3.4. Free Fatty Acids-Induced Insulin Resistance in Muscle
Skeletal muscle is one of the main target tissues which respond to insulin and other hormones . Glucose uptake by muscle is stimulated by insulin. In patients with NAFLD, elevated plasma free fatty acids (FFAs) levels are responsible for insulin resistance [149, 150] causing a decrease in the insulin-stimulated glucose uptake, glycogen synthesis , and PI3K activity in skeletal muscle .

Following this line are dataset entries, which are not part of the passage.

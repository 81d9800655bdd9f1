use crate::core::state::Ticks;
use serde::{Deserialize, Serialize};

pub type ProcessId = u32;

/// Static description of a process. `memory_requirement` is carried through
/// to the report and never seen by a scheduler.
#[derive(Debug, Clone, PartialEq, Eq, Serialize, Deserialize)]
pub struct Process {
    pub id: ProcessId,
    pub arrival_time: Ticks,
    pub burst_time: Ticks,
    pub memory_requirement: u64,
}

impl Process {
    pub fn new(id: ProcessId, arrival_time: Ticks, burst_time: Ticks, memory_requirement: u64) -> Self {
        Self {
            id,
            arrival_time,
            burst_time,
            memory_requirement,
        }
    }

    /// Build descriptors from `(arrival, burst, memory)` tuples, numbering
    /// them 1..=N in input order.
    pub fn batch(specs: impl IntoIterator<Item = (Ticks, Ticks, u64)>) -> Vec<Process> {
        specs
            .into_iter()
            .zip(1..)
            .map(|((arrival, burst, memory), id)| Process::new(id, arrival, burst, memory))
            .collect()
    }
}

/// A process together with what one simulation run recorded for it.
#[derive(Debug, Clone, PartialEq, Eq)]
pub struct ProcessInstance {
    pub process: Process,
    pub remaining_time: Ticks,
    pub start_time: Option<Ticks>,
    pub completion_time: Option<Ticks>,
}

impl ProcessInstance {
    pub fn new(process: Process) -> Self {
        Self {
            remaining_time: process.burst_time,
            process,
            start_time: None,
            completion_time: None,
        }
    }

    pub fn is_completed(&self) -> bool {
        self.completion_time.is_some()
    }

    pub fn turnaround_time(&self) -> Option<Ticks> {
        self.completion_time
            .map(|done| done.saturating_sub(self.process.arrival_time))
    }

    pub fn waiting_time(&self) -> Option<Ticks> {
        self.turnaround_time()
            .map(|turnaround| turnaround.saturating_sub(self.process.burst_time))
    }

    pub fn response_time(&self) -> Option<Ticks> {
        self.start_time
            .map(|start| start.saturating_sub(self.process.arrival_time))
    }
}

#[cfg(test)]
mod tests {
    use super::*;

    #[test]
    fn batch_numbers_from_one() {
        let procs = Process::batch([(0, 5, 64), (1, 3, 0)]);
        assert_eq!(procs[0], Process::new(1, 0, 5, 64));
        assert_eq!(procs[1], Process::new(2, 1, 3, 0));
    }

    #[test]
    fn derived_times() {
        let mut inst = ProcessInstance::new(Process::new(1, 2, 3, 0));
        assert_eq!(inst.remaining_time, 3);
        assert_eq!(inst.turnaround_time(), None);
        assert_eq!(inst.waiting_time(), None);

        inst.start_time = Some(4);
        inst.completion_time = Some(9);
        inst.remaining_time = 0;

        assert_eq!(inst.turnaround_time(), Some(7));
        assert_eq!(inst.waiting_time(), Some(4));
        assert_eq!(inst.response_time(), Some(2));
    }
}
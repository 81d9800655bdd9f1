use super::process::{Process, ProcessInstance};
use super::report::Report;
use crate::{
    config::{PolicyKind, SimConfig},
    core::{SchedCore, SchedCoreEvent, state::Ticks},
    error::{SimError, SimResult},
    scheduler::{FcfsScheduler, RoundRobinScheduler, Scheduler, SjfScheduler, SrtfScheduler},
};
use log::{debug, info};
use rustc_hash::FxHashSet;
use serde::Serialize;

/// Whole-run counters alongside the per-process metrics.
#[derive(Debug, Clone, Copy, PartialEq, Eq, Default, Serialize)]
pub struct SimStats {
    pub makespan: Ticks,
    pub idle_ticks: Ticks,
    pub dispatches: u64,
    pub steps: u64,
}

#[derive(Debug, Clone)]
pub struct SimOutcome {
    pub policy: String,
    pub processes: Vec<ProcessInstance>,
    pub stats: SimStats,
}

/// One simulation run of a process set under scheduler `S`.
///
/// Task ids in the core are indices into `processes`.
pub struct Sim<S: Scheduler> {
    pub core: SchedCore<S>,
    pub processes: Vec<ProcessInstance>,
}

impl<S: Scheduler> Sim<S> {
    /// Validate the process set and load it into a fresh core. The caller's
    /// slice is only read.
    pub fn new(processes: &[Process], scheduler: S) -> SimResult<Self> {
        if processes.is_empty() {
            return Err(SimError::NoProcesses);
        }

        let mut seen = FxHashSet::default();
        for process in processes {
            if process.burst_time == 0 {
                return Err(SimError::ZeroBurst { id: process.id });
            }
            if !seen.insert(process.id) {
                return Err(SimError::DuplicateId { id: process.id });
            }
        }

        let mut core = SchedCore::new(scheduler);
        let processes: Vec<_> = processes.iter().cloned().map(ProcessInstance::new).collect();
        for (index, inst) in processes.iter().enumerate() {
            let task_id = core
                .ctx
                .create_task(inst.process.arrival_time, inst.process.burst_time);
            debug_assert_eq!(task_id, index, "TaskId must match process index");
        }

        Ok(Self { core, processes })
    }

    pub fn step(&mut self) -> SimResult<Vec<SchedCoreEvent>> {
        let events = self.core.step()?;

        for event in &events {
            match *event {
                SchedCoreEvent::Preempt { task, .. } | SchedCoreEvent::Complete { task, .. } => {
                    let state = self.core.ctx.task(task);
                    let inst = &mut self.processes[task];
                    inst.remaining_time = state.remaining_service;
                    inst.start_time = state.start_time;
                    inst.completion_time = state.completion_time;
                }
                _ => {}
            }
        }

        Ok(events)
    }

    pub fn all_processes_completed(&self) -> bool {
        self.processes.iter().all(ProcessInstance::is_completed)
    }

    pub fn processes_map<T>(&self, f: impl Fn(&ProcessInstance) -> T) -> impl Iterator<Item = T> {
        self.processes.iter().map(f)
    }

    /// Step until every process has completed, handing each event to
    /// `on_event`.
    pub fn run_with(mut self, mut on_event: impl FnMut(Ticks, &SchedCoreEvent)) -> SimResult<SimOutcome> {
        let policy = self.core.scheduler.name();
        debug!(
            "Starting {policy} run with {} processes",
            self.processes.len()
        );

        while !self.all_processes_completed() {
            let now = self.core.now();
            for event in self.step()? {
                on_event(now, &event);
            }
        }

        let ctx = &self.core.ctx;
        let stats = SimStats {
            makespan: self
                .processes_map(|p| p.completion_time.unwrap_or_default())
                .max()
                .unwrap_or_default(),
            idle_ticks: ctx.idle_ticks,
            dispatches: ctx.tasks.iter().map(|task| task.dispatches).sum(),
            steps: self.core.observer().steps(),
        };
        info!(
            "{policy} finished at t={} ({} dispatches, {} idle ticks)",
            stats.makespan, stats.dispatches, stats.idle_ticks
        );

        Ok(SimOutcome {
            policy,
            processes: self.processes,
            stats,
        })
    }

    pub fn run(self) -> SimResult<SimOutcome> {
        self.run_with(|_, _| {})
    }
}

/// Run `processes` under the policy chosen in `config` and aggregate the
/// result.
pub fn simulate(processes: &[Process], config: &SimConfig) -> SimResult<Report> {
    let outcome = run_policy(processes, config)?;
    Report::from_outcome(&outcome)
}

pub fn run_policy(processes: &[Process], config: &SimConfig) -> SimResult<SimOutcome> {
    match config.policy {
        PolicyKind::Fcfs => Sim::new(processes, FcfsScheduler::new())?.run(),
        PolicyKind::Sjf => Sim::new(processes, SjfScheduler::new())?.run(),
        PolicyKind::Srtf => Sim::new(processes, SrtfScheduler::new())?.run(),
        PolicyKind::RoundRobin => {
            let quantum = config.quantum.ok_or(SimError::MissingQuantum)?;
            Sim::new(processes, RoundRobinScheduler::new(quantum, config.requeue))?.run()
        }
    }
}
use super::{DispatchDecision, EnqueueFlags, SchedCtx, Scheduler, TaskId};
use crate::core::DsqId;

/// First-come-first-served. Tasks run to completion in arrival order; ties
/// keep input order.
#[derive(Debug, Default)]
pub struct FcfsScheduler {
    ready: DsqId,
}

impl FcfsScheduler {
    pub fn new() -> Self {
        Self::default()
    }
}

impl Scheduler for FcfsScheduler {
    fn init(&mut self, ctx: &mut SchedCtx) {
        self.ready = ctx.create_dsq_priq();
    }

    fn name(&self) -> String {
        "FCFS".to_string()
    }

    fn enqueue(&mut self, ctx: &mut SchedCtx, task: TaskId, _flags: EnqueueFlags) {
        let arrival = ctx.task(task).arrival_time;
        ctx.dsq_push_priq(self.ready, task, arrival);
    }

    fn dispatch(&mut self, ctx: &mut SchedCtx) -> DispatchDecision {
        match ctx.dsq_pop(self.ready) {
            Some(task) => DispatchDecision::Run {
                task,
                slice: ctx.task(task).remaining_service,
            },
            None => DispatchDecision::IdleUntilArrival,
        }
    }
}
//! Movements repository for database operations
//!
//! Read-only: movement records are written inside the relocation
//! transaction in the equipment repository and are immutable afterwards.

use sqlx::{Pool, Postgres};

use crate::{
    error::AppResult,
    models::movement::{EquipmentMovement, MovementLogEntry, MovementLogRow, MovementRow},
};

#[derive(Clone)]
pub struct MovementsRepository {
    pool: Pool<Postgres>,
}

impl MovementsRepository {
    pub fn new(pool: Pool<Postgres>) -> Self {
        Self { pool }
    }

    /// Full movement log, oldest first, with equipment names for display
    pub async fn list(&self) -> AppResult<Vec<MovementLogEntry>> {
        let rows = sqlx::query_as::<_, MovementLogRow>(
            r#"
            SELECT m.id, m.equipment_id, m.from_location, m.to_location, m.movement_date,
                   eq.name AS equipment_name
            FROM equipment_movements m
            JOIN equipment eq ON eq.id = m.equipment_id
            ORDER BY m.id
            "#,
        )
        .fetch_all(&self.pool)
        .await?;
        rows.into_iter().map(MovementLogEntry::try_from).collect()
    }

    /// Movements of one equipment unit, oldest first
    pub async fn list_for_equipment(&self, equipment_id: i32) -> AppResult<Vec<EquipmentMovement>> {
        let rows = sqlx::query_as::<_, MovementRow>(
            "SELECT * FROM equipment_movements WHERE equipment_id = $1 ORDER BY id",
        )
        .bind(equipment_id)
        .fetch_all(&self.pool)
        .await?;
        rows.into_iter().map(EquipmentMovement::try_from).collect()
    }
}
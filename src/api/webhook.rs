//! Webhook endpoint receiving chat updates from the external transport

use axum::{extract::State, http::HeaderMap, Json};
use serde::Serialize;
use utoipa::ToSchema;

use crate::{
    bot::{ChatUpdate, Reply},
    error::{AppError, AppResult},
    AppState,
};

pub const WEBHOOK_SECRET_HEADER: &str = "x-webhook-secret";

/// Replies produced for one chat update
#[derive(Serialize, ToSchema)]
pub struct WebhookResponse {
    pub replies: Vec<Reply>,
}

/// Receive one chat update and return the replies to render
#[utoipa::path(
    post,
    path = "/webhook",
    tag = "webhook",
    request_body = ChatUpdate,
    responses(
        (status = 200, description = "Replies for the transport to render", body = WebhookResponse),
        (status = 401, description = "Webhook secret missing or wrong", body = crate::error::ErrorResponse)
    )
)]
pub async fn receive_update(
    State(state): State<AppState>,
    headers: HeaderMap,
    Json(update): Json<ChatUpdate>,
) -> AppResult<Json<WebhookResponse>> {
    if let Some(secret) = &state.config.bot.webhook_secret {
        let provided = headers
            .get(WEBHOOK_SECRET_HEADER)
            .and_then(|value| value.to_str().ok());
        if provided != Some(secret.as_str()) {
            return Err(AppError::Authentication(
                "Missing or invalid webhook secret".to_string(),
            ));
        }
    }

    tracing::debug!(chat_id = update.chat_id, "Handling chat update");
    let replies = state.gateway.handle(&update).await?;
    Ok(Json(WebhookResponse { replies }))
}
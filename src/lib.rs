//! Equiptrack Equipment Tracking System
//!
//! A Rust implementation of the Equiptrack equipment tracking server,
//! recording equipment inventory, availability and location history for an
//! organization. Chat updates arrive on a webhook endpoint; replies carry
//! the message text and inline keyboards for the transport to render.

use std::sync::Arc;

pub mod api;
pub mod bot;
pub mod config;
pub mod error;
pub mod models;
pub mod repository;
pub mod services;

pub use config::AppConfig;
pub use error::{AppError, AppResult};

/// Application state shared across all handlers
#[derive(Clone)]
pub struct AppState {
    pub config: Arc<AppConfig>,
    pub services: Arc<services::Services>,
    pub gateway: Arc<bot::Gateway>,
}
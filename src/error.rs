//! Error types for Equiptrack server

use axum::{
    http::StatusCode,
    response::{IntoResponse, Response},
    Json,
};
use serde::Serialize;
use thiserror::Error;

/// Main application error type
#[derive(Error, Debug)]
pub enum AppError {
    #[error("Authentication failed: {0}")]
    Authentication(String),

    #[error("Not found: {0}")]
    NotFound(String),

    /// A location or status outside the fixed enumerations
    #[error("Invalid value: {0}")]
    InvalidValue(String),

    /// A storage write affected an unexpected number of rows
    #[error("Update failed: {0}")]
    UpdateFailed(String),

    #[error("Database error: {0}")]
    Database(#[from] sqlx::Error),

    #[error("Bad request: {0}")]
    BadRequest(String),

    #[error("Internal server error: {0}")]
    Internal(String),
}

/// Error response body
#[derive(Serialize, utoipa::ToSchema)]
pub struct ErrorResponse {
    pub error: String,
    pub message: String,
}

impl IntoResponse for AppError {
    fn into_response(self) -> Response {
        let (status, kind, message) = match &self {
            AppError::Authentication(msg) => {
                (StatusCode::UNAUTHORIZED, "not_authorized", msg.clone())
            }
            AppError::NotFound(msg) => (StatusCode::NOT_FOUND, "not_found", msg.clone()),
            AppError::InvalidValue(msg) => (StatusCode::BAD_REQUEST, "invalid_value", msg.clone()),
            AppError::UpdateFailed(msg) => (StatusCode::CONFLICT, "update_failed", msg.clone()),
            AppError::Database(e) => {
                tracing::error!("Database error: {:?}", e);
                (
                    StatusCode::INTERNAL_SERVER_ERROR,
                    "storage_error",
                    "Database error".to_string(),
                )
            }
            AppError::BadRequest(msg) => (StatusCode::BAD_REQUEST, "bad_request", msg.clone()),
            AppError::Internal(msg) => {
                tracing::error!("Internal error: {}", msg);
                (
                    StatusCode::INTERNAL_SERVER_ERROR,
                    "internal_error",
                    "Internal server error".to_string(),
                )
            }
        };

        let body = Json(ErrorResponse {
            error: kind.to_string(),
            message,
        });

        (status, body).into_response()
    }
}

/// Result type alias for application operations
pub type AppResult<T> = Result<T, AppError>;
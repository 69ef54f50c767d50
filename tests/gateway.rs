//! Chat gateway integration tests: full update-to-reply flows

mod common;

use equiptrack_server::{
    bot::{ChatUpdate, Gateway},
    models::enums::{EquipmentStatus, Location},
    repository::Repository,
    services::Services,
};

fn command(chat_id: i64, text: &str) -> ChatUpdate {
    ChatUpdate {
        chat_id,
        username: None,
        text: Some(text.to_string()),
        callback_data: None,
    }
}

fn callback(chat_id: i64, data: &str) -> ChatUpdate {
    ChatUpdate {
        chat_id,
        username: None,
        text: None,
        callback_data: Some(data.to_string()),
    }
}

#[tokio::test]
#[ignore] // Needs DATABASE_URL pointing at a running Postgres
async fn anonymous_listing_shows_restricted_cards() {
    let pool = common::test_pool().await;
    let gateway = Gateway::new(Services::new(Repository::new(pool.clone())));

    let id = common::insert_equipment(
        &pool,
        "Heat gun",
        Location::RepairWorkshop,
        EquipmentStatus::Available,
        None,
    )
    .await;

    let replies = gateway
        .handle(&command(-common::unique_telegram_id(), "/equipment"))
        .await
        .expect("handle failed");

    assert_eq!(replies[0].text, "Here is the available equipment");
    let card = replies
        .iter()
        .find(|reply| reply.text.contains("Heat gun"))
        .expect("no card for the inserted unit");
    assert!(!card.text.contains("Location"));
    assert!(!card.text.contains("Status"));
    assert!(card.keyboard.is_empty());

    common::delete_equipment(&pool, id).await;
}

#[tokio::test]
#[ignore]
async fn registered_listing_shows_full_cards_with_buttons() {
    let pool = common::test_pool().await;
    let gateway = Gateway::new(Services::new(Repository::new(pool.clone())));

    let telegram_id = common::unique_telegram_id();
    let employee_id = common::insert_employee(&pool, telegram_id).await;
    let id = common::insert_equipment(
        &pool,
        "Drill press",
        Location::ProductionZone,
        EquipmentStatus::Available,
        Some(employee_id),
    )
    .await;

    let replies = gateway
        .handle(&command(telegram_id, "/equipment"))
        .await
        .expect("handle failed");

    let card = replies
        .iter()
        .find(|reply| reply.text.contains("Drill press"))
        .expect("no card for the inserted unit");
    assert!(card.text.contains("Location: Production Zone"));
    assert!(card.text.contains("Status: Available"));
    assert!(card.text.contains("Test Employee"));
    let data: Vec<_> = card.keyboard[0].iter().map(|b| b.data.clone()).collect();
    assert_eq!(data, [format!("move_{}", id), format!("status_{}", id)]);

    common::delete_equipment(&pool, id).await;
    common::delete_employee(&pool, employee_id).await;
}

#[tokio::test]
#[ignore]
async fn move_flow_prompts_then_relocates() {
    let pool = common::test_pool().await;
    let gateway = Gateway::new(Services::new(Repository::new(pool.clone())));
    let repository = Repository::new(pool.clone());

    let id = common::insert_equipment(
        &pool,
        "Air compressor",
        Location::Room3333,
        EquipmentStatus::Available,
        None,
    )
    .await;

    let replies = gateway
        .handle(&callback(1, &format!("move_{}", id)))
        .await
        .expect("prompt failed");
    assert_eq!(replies.len(), 1);
    assert_eq!(replies[0].keyboard.len(), 2);

    let replies = gateway
        .handle(&callback(1, &format!("move_to_{}_Co-working Zone", id)))
        .await
        .expect("confirm failed");
    assert_eq!(replies[0].text, "Equipment moved to Co-working Zone.");

    let equipment = repository.equipment.get_by_id(id).await.expect("get failed");
    assert_eq!(equipment.location, Location::CoWorkingZone);

    common::delete_equipment(&pool, id).await;
}

#[tokio::test]
#[ignore]
async fn invalid_status_is_rejected_without_touching_storage() {
    let pool = common::test_pool().await;
    let gateway = Gateway::new(Services::new(Repository::new(pool.clone())));
    let repository = Repository::new(pool.clone());

    let id = common::insert_equipment(
        &pool,
        "Band saw",
        Location::ProductionZone,
        EquipmentStatus::Available,
        None,
    )
    .await;

    let replies = gateway
        .handle(&callback(1, &format!("set_status_{}_Broken", id)))
        .await
        .expect("handle failed");
    assert!(replies[0].text.starts_with("Sorry"));

    let equipment = repository.equipment.get_by_id(id).await.expect("get failed");
    assert_eq!(equipment.status, EquipmentStatus::Available);

    common::delete_equipment(&pool, id).await;
}

#[tokio::test]
#[ignore]
async fn missing_equipment_becomes_a_user_visible_reply() {
    let pool = common::test_pool().await;
    let gateway = Gateway::new(Services::new(Repository::new(pool.clone())));
    let missing = common::missing_equipment_id(&pool).await;

    let replies = gateway
        .handle(&callback(1, &format!("move_to_{}_Inner Courtyard", missing)))
        .await
        .expect("handle failed");
    assert_eq!(replies.len(), 1);
    assert!(replies[0].text.starts_with("Sorry"));
}

#[tokio::test]
#[ignore]
async fn movement_log_is_for_registered_viewers_only() {
    let pool = common::test_pool().await;
    let gateway = Gateway::new(Services::new(Repository::new(pool.clone())));

    let replies = gateway
        .handle(&command(-common::unique_telegram_id(), "/movements"))
        .await
        .expect("handle failed");
    assert_eq!(
        replies[0].text,
        "This command is available to registered employees only."
    );
}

Elevated FFA in the blood causes accumulation of triacylglycerol (TG) in the muscle , which is shown to be associated with increased intracellular diacylglycerol (DAG), ceramides, and long-chain acyl-coenzyme A (LCA-CoA). These molecules induce insulin resistance by activating serine protein kinase C (PKC) . This kinase inhibits PI3K activities by phosphorylating Ser/Thr residue of IRS-1 causing an inhibition of the insulin-stimulated translocation of the glucose transporter type 4 isoform (GLUT4) . Phosphorylation of IκB by PKC dissociates IκB from NF-κB and thereby translocates NF-κB to nucleus to upregulate proinflammatory TNFα gene . NF-κB is linked to fatty acid-induced impairment of insulin action in muscle [156, 157].
The increased TG in muscle may be potentially toxic to skeletal muscle presumably because of ROS overproduction which inhibits the insulin-stimulated Akt phosphorylation on Ser residue . ROS also stimulates Thr phosphorylation of JNK, a kinase linked to insulin resistance . An elevated TG is associated with reduced mitochondrial oxidative capacity in skeletal muscles as indicated by lower mitochondrial density, reduced capacity of electron transport, and reduced activities of oxidative enzymes . Further researches are necessary to understand the contribution of PTM of transcription factor in the development of insulin resistance in muscle.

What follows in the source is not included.